#### Work to be completed:
Go line by line through the entries and show those that hold the string "AirConditioner".

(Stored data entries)
--- START ---

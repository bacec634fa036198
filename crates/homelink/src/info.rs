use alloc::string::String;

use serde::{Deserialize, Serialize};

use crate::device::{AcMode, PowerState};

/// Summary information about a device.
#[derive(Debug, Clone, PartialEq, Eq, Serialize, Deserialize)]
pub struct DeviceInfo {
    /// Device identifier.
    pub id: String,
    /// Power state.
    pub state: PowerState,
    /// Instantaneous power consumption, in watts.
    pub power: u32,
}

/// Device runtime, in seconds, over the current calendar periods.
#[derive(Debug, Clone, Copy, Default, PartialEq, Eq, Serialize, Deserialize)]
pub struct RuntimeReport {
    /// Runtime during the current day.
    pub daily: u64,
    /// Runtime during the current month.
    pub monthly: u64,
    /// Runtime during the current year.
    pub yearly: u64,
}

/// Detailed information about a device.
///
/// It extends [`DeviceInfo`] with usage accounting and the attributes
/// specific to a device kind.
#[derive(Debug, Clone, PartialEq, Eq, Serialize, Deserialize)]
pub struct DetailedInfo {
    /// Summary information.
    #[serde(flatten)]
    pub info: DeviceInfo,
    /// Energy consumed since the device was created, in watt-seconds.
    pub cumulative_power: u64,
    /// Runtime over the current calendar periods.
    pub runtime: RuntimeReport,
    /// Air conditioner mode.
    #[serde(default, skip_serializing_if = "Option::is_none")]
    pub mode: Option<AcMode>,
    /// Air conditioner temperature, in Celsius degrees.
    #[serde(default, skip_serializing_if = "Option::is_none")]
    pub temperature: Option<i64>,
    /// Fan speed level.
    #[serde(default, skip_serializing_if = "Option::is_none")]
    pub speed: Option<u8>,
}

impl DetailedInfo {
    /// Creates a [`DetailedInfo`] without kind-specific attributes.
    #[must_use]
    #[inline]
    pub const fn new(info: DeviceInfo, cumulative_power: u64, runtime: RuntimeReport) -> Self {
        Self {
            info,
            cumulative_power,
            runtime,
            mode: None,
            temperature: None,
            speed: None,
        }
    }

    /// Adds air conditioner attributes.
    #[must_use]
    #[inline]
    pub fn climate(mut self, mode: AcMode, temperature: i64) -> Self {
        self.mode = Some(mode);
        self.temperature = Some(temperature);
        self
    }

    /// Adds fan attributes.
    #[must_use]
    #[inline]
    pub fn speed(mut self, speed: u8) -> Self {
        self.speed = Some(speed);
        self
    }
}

--- END ---
--- START ---

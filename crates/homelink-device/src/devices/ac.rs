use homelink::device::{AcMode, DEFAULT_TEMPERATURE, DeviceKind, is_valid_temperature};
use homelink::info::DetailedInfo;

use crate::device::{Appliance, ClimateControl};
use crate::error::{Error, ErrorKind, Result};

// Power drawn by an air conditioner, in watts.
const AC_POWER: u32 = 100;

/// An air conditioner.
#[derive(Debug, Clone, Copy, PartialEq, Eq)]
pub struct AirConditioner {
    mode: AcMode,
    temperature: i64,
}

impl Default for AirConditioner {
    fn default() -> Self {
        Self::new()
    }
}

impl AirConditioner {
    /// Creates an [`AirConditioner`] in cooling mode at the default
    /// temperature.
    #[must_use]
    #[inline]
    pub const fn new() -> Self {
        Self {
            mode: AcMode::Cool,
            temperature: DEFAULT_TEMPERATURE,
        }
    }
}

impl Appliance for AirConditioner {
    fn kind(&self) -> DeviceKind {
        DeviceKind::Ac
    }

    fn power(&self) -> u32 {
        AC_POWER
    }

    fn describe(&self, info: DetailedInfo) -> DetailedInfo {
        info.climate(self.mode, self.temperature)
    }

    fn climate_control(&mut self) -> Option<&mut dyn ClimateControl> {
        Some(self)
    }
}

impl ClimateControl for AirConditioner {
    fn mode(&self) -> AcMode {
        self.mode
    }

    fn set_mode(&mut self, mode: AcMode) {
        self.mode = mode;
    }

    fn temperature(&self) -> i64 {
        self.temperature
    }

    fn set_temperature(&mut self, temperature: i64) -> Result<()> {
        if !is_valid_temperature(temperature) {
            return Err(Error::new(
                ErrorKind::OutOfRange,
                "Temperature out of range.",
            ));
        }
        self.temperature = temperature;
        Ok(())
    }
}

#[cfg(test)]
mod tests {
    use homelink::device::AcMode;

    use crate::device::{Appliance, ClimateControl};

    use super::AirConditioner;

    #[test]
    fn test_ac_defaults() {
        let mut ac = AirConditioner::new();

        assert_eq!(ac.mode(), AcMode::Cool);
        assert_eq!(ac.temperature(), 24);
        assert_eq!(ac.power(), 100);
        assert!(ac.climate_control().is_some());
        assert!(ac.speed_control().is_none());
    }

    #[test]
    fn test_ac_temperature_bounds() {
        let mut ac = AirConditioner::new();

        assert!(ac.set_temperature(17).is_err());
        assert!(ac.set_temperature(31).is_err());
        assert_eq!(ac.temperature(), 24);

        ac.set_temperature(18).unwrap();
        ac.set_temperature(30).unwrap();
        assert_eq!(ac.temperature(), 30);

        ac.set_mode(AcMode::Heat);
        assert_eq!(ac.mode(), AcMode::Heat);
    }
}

--- END ---
--- START ---

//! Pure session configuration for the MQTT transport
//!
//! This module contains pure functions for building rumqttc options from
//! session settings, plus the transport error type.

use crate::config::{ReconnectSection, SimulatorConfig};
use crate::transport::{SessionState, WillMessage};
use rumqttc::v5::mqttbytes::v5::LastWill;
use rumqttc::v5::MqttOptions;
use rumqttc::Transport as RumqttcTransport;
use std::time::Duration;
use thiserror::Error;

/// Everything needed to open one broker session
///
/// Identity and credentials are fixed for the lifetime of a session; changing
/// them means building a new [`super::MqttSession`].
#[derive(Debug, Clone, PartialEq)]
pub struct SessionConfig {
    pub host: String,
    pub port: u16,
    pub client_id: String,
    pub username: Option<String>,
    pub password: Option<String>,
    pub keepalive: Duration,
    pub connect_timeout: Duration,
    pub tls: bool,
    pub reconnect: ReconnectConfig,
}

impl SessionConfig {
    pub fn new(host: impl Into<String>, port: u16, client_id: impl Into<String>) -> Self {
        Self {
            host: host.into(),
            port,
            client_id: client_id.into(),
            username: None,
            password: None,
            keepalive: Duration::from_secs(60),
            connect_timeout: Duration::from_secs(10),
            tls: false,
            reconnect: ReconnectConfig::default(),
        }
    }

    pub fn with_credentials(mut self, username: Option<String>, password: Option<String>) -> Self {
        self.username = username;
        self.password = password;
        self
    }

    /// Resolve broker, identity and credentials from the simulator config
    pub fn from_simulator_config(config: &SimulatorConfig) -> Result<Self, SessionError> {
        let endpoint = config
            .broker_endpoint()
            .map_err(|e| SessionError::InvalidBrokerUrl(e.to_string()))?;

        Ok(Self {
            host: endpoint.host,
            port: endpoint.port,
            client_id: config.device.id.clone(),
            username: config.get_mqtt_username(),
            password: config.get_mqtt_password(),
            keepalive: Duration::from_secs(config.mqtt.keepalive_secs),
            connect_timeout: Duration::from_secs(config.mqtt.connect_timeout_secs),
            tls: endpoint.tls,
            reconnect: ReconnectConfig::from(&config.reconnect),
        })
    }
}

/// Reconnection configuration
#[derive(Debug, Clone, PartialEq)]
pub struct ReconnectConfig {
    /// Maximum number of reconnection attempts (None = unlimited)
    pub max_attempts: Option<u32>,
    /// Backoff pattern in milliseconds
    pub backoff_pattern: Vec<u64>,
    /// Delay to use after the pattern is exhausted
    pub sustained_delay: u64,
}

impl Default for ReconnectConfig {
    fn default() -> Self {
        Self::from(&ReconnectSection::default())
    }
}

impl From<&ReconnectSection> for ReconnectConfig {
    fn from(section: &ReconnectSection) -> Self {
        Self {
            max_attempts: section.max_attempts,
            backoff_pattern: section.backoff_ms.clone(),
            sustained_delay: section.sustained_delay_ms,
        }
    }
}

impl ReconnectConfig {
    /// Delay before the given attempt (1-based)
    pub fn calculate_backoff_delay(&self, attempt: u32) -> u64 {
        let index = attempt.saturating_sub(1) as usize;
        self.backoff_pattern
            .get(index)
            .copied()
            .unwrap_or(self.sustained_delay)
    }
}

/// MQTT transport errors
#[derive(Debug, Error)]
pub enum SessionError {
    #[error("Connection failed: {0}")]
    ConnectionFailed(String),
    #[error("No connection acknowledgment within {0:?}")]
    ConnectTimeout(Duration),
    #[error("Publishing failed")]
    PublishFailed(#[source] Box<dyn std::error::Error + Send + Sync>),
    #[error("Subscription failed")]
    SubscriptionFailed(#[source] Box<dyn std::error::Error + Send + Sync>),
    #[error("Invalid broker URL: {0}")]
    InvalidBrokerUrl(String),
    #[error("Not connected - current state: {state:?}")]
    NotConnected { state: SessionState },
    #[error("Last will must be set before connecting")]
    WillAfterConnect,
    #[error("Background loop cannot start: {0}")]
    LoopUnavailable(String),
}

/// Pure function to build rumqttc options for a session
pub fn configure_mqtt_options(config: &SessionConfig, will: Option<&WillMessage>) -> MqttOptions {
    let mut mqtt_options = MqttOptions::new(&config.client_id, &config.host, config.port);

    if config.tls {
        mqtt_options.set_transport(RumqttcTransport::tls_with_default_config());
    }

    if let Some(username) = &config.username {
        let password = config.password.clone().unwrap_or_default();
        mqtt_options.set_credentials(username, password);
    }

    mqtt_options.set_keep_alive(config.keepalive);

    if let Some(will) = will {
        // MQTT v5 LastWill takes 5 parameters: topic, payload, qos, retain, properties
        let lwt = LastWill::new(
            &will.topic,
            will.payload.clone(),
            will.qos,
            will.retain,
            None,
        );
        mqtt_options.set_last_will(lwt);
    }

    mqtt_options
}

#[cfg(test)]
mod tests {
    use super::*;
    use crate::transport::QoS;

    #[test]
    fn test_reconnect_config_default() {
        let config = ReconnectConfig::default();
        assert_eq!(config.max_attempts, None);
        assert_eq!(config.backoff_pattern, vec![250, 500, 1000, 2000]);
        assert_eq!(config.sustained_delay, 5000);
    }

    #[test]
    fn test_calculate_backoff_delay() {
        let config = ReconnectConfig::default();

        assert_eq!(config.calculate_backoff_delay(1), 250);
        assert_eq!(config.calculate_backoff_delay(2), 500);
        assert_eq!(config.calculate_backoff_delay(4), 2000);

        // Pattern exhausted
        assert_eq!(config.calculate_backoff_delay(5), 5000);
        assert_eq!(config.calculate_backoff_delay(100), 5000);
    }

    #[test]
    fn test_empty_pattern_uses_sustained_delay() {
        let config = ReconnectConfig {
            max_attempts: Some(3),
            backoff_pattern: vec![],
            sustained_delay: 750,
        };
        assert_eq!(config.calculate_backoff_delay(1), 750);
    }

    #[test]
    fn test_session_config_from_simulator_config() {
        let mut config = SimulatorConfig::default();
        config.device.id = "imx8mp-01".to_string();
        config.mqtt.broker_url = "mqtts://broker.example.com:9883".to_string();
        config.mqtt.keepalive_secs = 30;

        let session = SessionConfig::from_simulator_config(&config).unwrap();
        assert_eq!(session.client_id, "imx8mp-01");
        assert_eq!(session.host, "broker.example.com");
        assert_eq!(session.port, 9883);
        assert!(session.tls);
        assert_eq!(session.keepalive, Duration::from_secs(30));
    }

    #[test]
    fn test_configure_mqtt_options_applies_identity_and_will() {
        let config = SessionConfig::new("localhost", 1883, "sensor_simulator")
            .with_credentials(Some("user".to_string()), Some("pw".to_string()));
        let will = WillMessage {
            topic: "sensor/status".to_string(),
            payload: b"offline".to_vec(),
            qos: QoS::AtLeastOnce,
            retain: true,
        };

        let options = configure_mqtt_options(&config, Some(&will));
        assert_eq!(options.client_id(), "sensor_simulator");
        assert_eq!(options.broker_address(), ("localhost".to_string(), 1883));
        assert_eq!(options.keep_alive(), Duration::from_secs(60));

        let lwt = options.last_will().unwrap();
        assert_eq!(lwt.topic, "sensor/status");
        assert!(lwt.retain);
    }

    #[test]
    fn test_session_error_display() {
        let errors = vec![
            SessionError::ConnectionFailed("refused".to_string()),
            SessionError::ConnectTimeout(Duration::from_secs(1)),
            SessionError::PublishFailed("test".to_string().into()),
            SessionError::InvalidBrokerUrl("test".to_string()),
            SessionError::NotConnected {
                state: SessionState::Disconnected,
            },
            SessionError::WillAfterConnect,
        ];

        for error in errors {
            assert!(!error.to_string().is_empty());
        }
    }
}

--- END ---

#### Written solution:
pub struct AirConditioner {
impl Default for AirConditioner {
impl AirConditioner {
    /// Creates an [`AirConditioner`] in cooling mode at the default
impl Appliance for AirConditioner {
impl ClimateControl for AirConditioner {
    use super::AirConditioner;
        let mut ac = AirConditioner::new();
        let mut ac = AirConditioner::new();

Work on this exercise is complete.